▶ _WHAT YOU NEED TO DO_
Identify, in the records below, every line where the string "Square" appears, and copy each such line.

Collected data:

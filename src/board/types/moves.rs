//! Move representation.

use std::fmt;

#[cfg(feature = "serde")]
use serde::{Deserialize, Serialize};

use super::piece::{Piece, PieceState};
use super::square::Square;

/// Special rule a move invokes, if any.
#[derive(Clone, Copy, PartialEq, Eq, Hash, Debug, Default)]
#[cfg_attr(feature = "serde", derive(Serialize, Deserialize))]
pub enum SpecialMove {
    #[default]
    None,
    EnPassant,
    CastleKingside,
    CastleQueenside,
    Promotion(Piece),
}

/// A move as applied to the board.
///
/// `captured` holds the captured piece as it stood before the move, flags
/// included. For en passant that piece was taken from beside `from`, not
/// from `to`.
#[derive(Clone, Copy, PartialEq, Eq, Hash, Debug)]
#[cfg_attr(feature = "serde", derive(Serialize, Deserialize))]
pub struct Move {
    pub from: Square,
    pub to: Square,
    pub captured: Option<PieceState>,
    pub special: SpecialMove,
}

impl Move {
    #[inline]
    #[must_use]
    pub const fn new(from: Square, to: Square) -> Self {
        Move {
            from,
            to,
            captured: None,
            special: SpecialMove::None,
        }
    }

    #[inline]
    #[must_use]
    pub const fn is_capture(&self) -> bool {
        self.captured.is_some()
    }

    #[inline]
    #[must_use]
    pub const fn is_en_passant(&self) -> bool {
        matches!(self.special, SpecialMove::EnPassant)
    }

    #[inline]
    #[must_use]
    pub const fn is_castling(&self) -> bool {
        matches!(
            self.special,
            SpecialMove::CastleKingside | SpecialMove::CastleQueenside
        )
    }

    #[inline]
    #[must_use]
    pub const fn promotion(&self) -> Option<Piece> {
        match self.special {
            SpecialMove::Promotion(piece) => Some(piece),
            _ => None,
        }
    }
}

impl fmt::Display for Move {
    fn fmt(&self, f: &mut fmt::Formatter<'_>) -> fmt::Result {
        write!(f, "{} to {}", self.from, self.to)?;
        match self.special {
            SpecialMove::None => Ok(()),
            SpecialMove::EnPassant => write!(f, " (en passant)"),
            SpecialMove::CastleKingside => write!(f, " (O-O)"),
            SpecialMove::CastleQueenside => write!(f, " (O-O-O)"),
            SpecialMove::Promotion(piece) => write!(f, " (={piece})"),
        }
    }
}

▶ _FINAL ANSWER_
use super::square::Square;
    pub from: Square,
    pub to: Square,
    pub const fn new(from: Square, to: Square) -> Self {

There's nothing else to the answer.